In jüngster Vergangenheit wuchs der Islamische Dschihad vor allem im Gazastreifen deutlich an. Zum einen dürfte das an der allerorts sichtbaren Korruption der Hamas-Eliten liegen, zum anderen auch an der kompromisslosen Militanz der Gruppe. Israel hat somit einen weiteren gewaltbereiten Gegner, der weitaus unberechenbarer ist als die Fatah oder die Hamas. Von dieser Unberechenbarkeit profitieren ihre innerpalästinensischen Feinde. Israel zeigte sich bereits gewillt, Friedensverhandlungen mit der Hamas aufzunehmen – vor ein paar Jahren wäre das noch absolut undenkbar gewesen.

Sollten Sie sich beim Lesen dieser Zeilen so verwirrt fühlen, wie der Filmcharakter Brian, als er von den Machtkämpfen zwischen der judäischen Volksfront und der Volksfront von Judäa hört, können Sie beruhigt sein. Das geht jedem so, der sich mit dem Nahost-Konflikt beschäftigt. Traurigerweise scheint der zuverlässigste Weg in die Herzen der „Palästinenser“ zu sein, sich noch radikaler zu gebaren als seine Vorgänger. War die Fatah vor einigen Dekaden noch ein extremistischer Ableger der PLO, wirkt inzwischen selbst die Hamas als akzeptabel, verglichen mit dem Islamischen Dschihad.
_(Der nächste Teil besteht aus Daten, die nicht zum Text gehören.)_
//! The recursive/iterated query driver (`§4.I`): `iter-n-query` and
//! `recur-query`, the two [`Plan`](crate::plan::Plan) kinds that rebind
//! `ROOT-ID` and re-run rather than executing once.
//!
//! **Open Question resolution** (recorded in `DESIGN.md`): `§4.I`'s prose
//! has the originator of a `recur-query` "listen for a single event bearing
//! the final result" and has non-recursing branches "forward to the
//! originator over the network". Proxy-crossing traversal already carries
//! any cross-peer hop transparently (`§4.G`/`§9` "location transparency"),
//! so a branch that stops recursing needs no bespoke forwarding path of its
//! own — it simply becomes part of this call's return value, which already
//! travels back to whichever peer invoked `recur_query` as the RPC
//! response (the "single event"). `RecurQueryDriver` therefore only
//! implements the per-branch recurse/stop decision; transport is the
//! existing [`crate::subplan`]/[`crate::runtime::RemoteQuerier`] machinery.

use std::collections::BTreeMap;

use futures::future::{BoxFuture, FutureExt};

use crate::error::{PlasmaError, Result};
use crate::expr::{eval_call, LExpr};
use crate::graph::GraphAdapter;
use crate::model::{Node, NodeId, PropValue, Scalar, ROOT_VAR};
use crate::plan::{Plan, PlanKind};
use crate::runtime::Engine;

/// Runs `iter-n-query` plans (`§4.I`, steps 1-3).
pub struct IterQueryDriver<'a> {
    engine: &'a Engine,
}

impl<'a> IterQueryDriver<'a> {
    /// Binds a driver to the engine that will run each round.
    pub fn new(engine: &'a Engine) -> Self {
        Self { engine }
    }

    /// Runs `plan` to completion, rebinding `ROOT-ID` to the prior round's
    /// results between iterations. `seeds` supplies the first round's seed.
    ///
    /// Returns the final round's raw node ids once `iter-n` reaches zero, or
    /// [`PlasmaError::HtlExhausted`] if the hop budget runs out first
    /// (`§8` property 6).
    pub async fn run(&self, plan: Plan, mut seeds: BTreeMap<String, Vec<NodeId>>) -> Result<Vec<NodeId>> {
        let (mut iter_n, iter_params) = match &plan.kind {
            PlanKind::IterNQuery { iter_n, iter_params } => (*iter_n, iter_params.clone()),
            other => {
                return Err(PlasmaError::PlanInvalid(format!(
                    "iter_n_query requires an IterNQuery plan, got {other:?}"
                )))
            }
        };
        let mut htl = plan.htl.unwrap_or(u32::MAX);

        loop {
            iter_n = iter_n.saturating_sub(1);
            htl = htl.saturating_sub(1);

            let ids = self.engine.query_raw_ids(plan.clone(), seeds.clone(), None).await;

            if iter_n == 0 {
                return Ok(ids);
            }
            if htl == 0 {
                return Err(PlasmaError::HtlExhausted);
            }

            for name in iter_params.keys() {
                seeds.insert(name.clone(), ids.clone());
            }
            if iter_params.is_empty() {
                seeds.insert(ROOT_VAR.to_string(), ids);
            }
        }
    }
}

/// Runs `recur-query` plans (`§4.I`).
pub struct RecurQueryDriver<'a> {
    engine: &'a Engine,
    graph: &'a dyn GraphAdapter,
}

impl<'a> RecurQueryDriver<'a> {
    /// Binds a driver to the engine that runs each branch's plan and the
    /// graph used to evaluate the recursion predicate.
    pub fn new(engine: &'a Engine, graph: &'a dyn GraphAdapter) -> Self {
        Self { engine, graph }
    }

    /// Runs `plan`, recursing per-branch while `pred` holds for the node
    /// reached, stopping a branch once `pred` is false (`§4.I`).
    pub async fn run(&self, plan: Plan, seeds: BTreeMap<String, Vec<NodeId>>) -> Result<Vec<NodeId>> {
        let pred = match &plan.kind {
            PlanKind::RecurQuery { pred } => pred.clone(),
            other => {
                return Err(PlasmaError::PlanInvalid(format!(
                    "recur_query requires a RecurQuery plan, got {other:?}"
                )))
            }
        };
        let htl = plan.htl.unwrap_or(u32::MAX);
        self.recurse(&plan, &pred, seeds, htl).await
    }

    fn recurse<'b>(
        &'b self,
        plan: &'b Plan,
        pred: &'b LExpr,
        seeds: BTreeMap<String, Vec<NodeId>>,
        htl: u32,
    ) -> BoxFuture<'b, Result<Vec<NodeId>>> {
        async move {
            if htl == 0 {
                return Err(PlasmaError::HtlExhausted);
            }
            let ids = self.engine.query_raw_ids(plan.clone(), seeds, None).await;

            let mut terminal = Vec::new();
            let mut recurse_seeds = Vec::new();
            for id in ids {
                let node = self
                    .graph
                    .find_node(&id)
                    .await?
                    .ok_or_else(|| PlasmaError::GraphMissing(id.to_string()))?;
                if eval_pred_on_node(pred, &node)? {
                    recurse_seeds.push(id);
                } else {
                    terminal.push(id);
                }
            }

            if recurse_seeds.is_empty() {
                return Ok(terminal);
            }

            let mut next_seeds = BTreeMap::new();
            next_seeds.insert(ROOT_VAR.to_string(), recurse_seeds);
            let deeper = self.recurse(plan, pred, next_seeds, htl - 1).await?;
            terminal.extend(deeper);
            Ok(terminal)
        }
        .boxed()
    }
}

/// Evaluates `expr` against a single node's properties directly, without a
/// [`crate::pt::PathTuple`] — the per-branch recursion decision has only one
/// "current" node in scope, not an operator-keyed tuple.
fn eval_value(expr: &LExpr, node: &Node) -> Result<PropValue> {
    match expr {
        LExpr::Lit(v) => Ok(v.clone()),
        LExpr::PropRef { prop, .. } => node.properties.get(prop).cloned().ok_or_else(|| {
            PlasmaError::TypeMismatch {
                op: "recur-predicate".into(),
                detail: format!("property `{prop}` not present on node {}", node.id),
            }
        }),
        LExpr::ValueRef(op) => Err(PlasmaError::TypeMismatch {
            op: op.to_string(),
            detail: "recur-query predicates cannot reference an upstream expression value".into(),
        }),
        LExpr::Call { op, args } => {
            let values = args.iter().map(|a| eval_value(a, node)).collect::<Result<Vec<_>>>()?;
            eval_call(op, &values)
        }
    }
}

fn eval_pred_on_node(pred: &LExpr, node: &Node) -> Result<bool> {
    match eval_value(pred, node)? {
        PropValue::Scalar(Scalar::Bool(b)) => Ok(b),
        other => Err(PlasmaError::TypeMismatch {
            op: "recur-predicate".into(),
            detail: format!("predicate must evaluate to a boolean, got {other:?}"),
        }),
    }
}

#[cfg(test)]
mod tests {
    use std::sync::Arc;

    use crate::expr::Expr;
    use crate::graph::InMemoryGraphAdapter;
    use crate::model::{root_id, Node};
    use crate::query::ast::{EdgeStep, PathQuery, Segment};
    use crate::query::planner::Planner;
    use crate::runtime::{EngineMetrics, NoRemoteQuerier, RunContext};

    use super::*;

    async fn chain_graph(len: usize) -> (InMemoryGraphAdapter, Vec<NodeId>) {
        let graph = InMemoryGraphAdapter::new();
        let mut ids = vec![root_id()];
        for i in 0..len {
            ids.push(NodeId::new_random());
            let node = Node::new(ids[i].clone())
                .with_edge(ids[i + 1].clone(), "friend")
                .with_property("depth", i as i64);
            graph.insert(node).await;
        }
        graph
            .insert(Node::new(ids[len].clone()).with_property("depth", len as i64))
            .await;
        (graph, ids)
    }

    fn test_ctx(graph: InMemoryGraphAdapter) -> RunContext {
        let (events, _rx) = tokio::sync::mpsc::unbounded_channel();
        RunContext {
            graph: Arc::new(graph),
            remote: Arc::new(NoRemoteQuerier),
            events,
            metrics: Arc::new(EngineMetrics::from_env()),
            channel_capacity: 16,
        }
    }

    fn one_hop_plan() -> crate::plan::Plan {
        let query = PathQuery::path(vec![Segment::new("next", vec![EdgeStep::label("friend")])]);
        Planner::new().plan(&query).expect("plan").plan
    }

    #[tokio::test]
    async fn iter_n_query_reaches_distance_three_with_ample_htl() {
        let (graph, ids) = chain_graph(5).await;
        let mut plan = one_hop_plan();
        let iter_params = {
            let mut m = BTreeMap::new();
            m.insert(ROOT_VAR.to_string(), plan.params[ROOT_VAR].clone());
            m
        };
        plan.kind = PlanKind::IterNQuery { iter_n: 3, iter_params };
        plan.htl = Some(5);

        let engine = Engine::new(test_ctx(graph));
        let driver = IterQueryDriver::new(&engine);
        let mut seeds = BTreeMap::new();
        seeds.insert(ROOT_VAR.to_string(), vec![ids[0].clone()]);

        let result = driver.run(plan, seeds).await.expect("iteration succeeds");
        assert_eq!(result, vec![ids[3].clone()]);
    }

    #[tokio::test]
    async fn iter_n_query_reports_htl_reached() {
        let (graph, ids) = chain_graph(5).await;
        let mut plan = one_hop_plan();
        let iter_params = {
            let mut m = BTreeMap::new();
            m.insert(ROOT_VAR.to_string(), plan.params[ROOT_VAR].clone());
            m
        };
        plan.kind = PlanKind::IterNQuery { iter_n: 3, iter_params };
        plan.htl = Some(2);

        let engine = Engine::new(test_ctx(graph));
        let driver = IterQueryDriver::new(&engine);
        let mut seeds = BTreeMap::new();
        seeds.insert(ROOT_VAR.to_string(), vec![ids[0].clone()]);

        let result = driver.run(plan, seeds).await;
        assert!(matches!(result, Err(PlasmaError::HtlExhausted)));
    }

    #[tokio::test]
    async fn recur_query_stops_once_predicate_fails() {
        let (graph, ids) = chain_graph(5).await;
        let mut plan = one_hop_plan();
        // Recurse while `depth < 2`; the third hop (depth == 2) should stop.
        let pred = LExpr::Call {
            op: "<".into(),
            args: vec![
                LExpr::PropRef { op: plan.root.clone(), prop: "depth".into() },
                LExpr::Lit(PropValue::from(2_i64)),
            ],
        };
        plan.kind = PlanKind::RecurQuery { pred };
        plan.htl = Some(10);

        let engine = Engine::new(test_ctx(graph.clone()));
        let driver = RecurQueryDriver::new(&engine, &graph);
        let mut seeds = BTreeMap::new();
        seeds.insert(ROOT_VAR.to_string(), vec![ids[0].clone()]);

        let result = driver.run(plan, seeds).await.expect("recursion succeeds");
        assert_eq!(result, vec![ids[2].clone()]);
    }
}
Ein Ende dieser fatalen Spirale scheint nicht in Sicht. Vor diesem Hintergrund wirkt die neueste Holocaust-Relativierung von Fatah-Chef Mahmud Abbas in Anwesenheit von Bundeskanzler Olaf Scholz beinahe erwartbar. Im Interesse aller kompromissbereiten Menschen in der Region, unabhängig von Ethnie und Konfession wäre es ein unabdingbarer Schritt Richtung Frieden, würden sich die islamischen Kräfte untereinander einig werden. Nur dann kann Israel echte Friedensverhandlungen führen.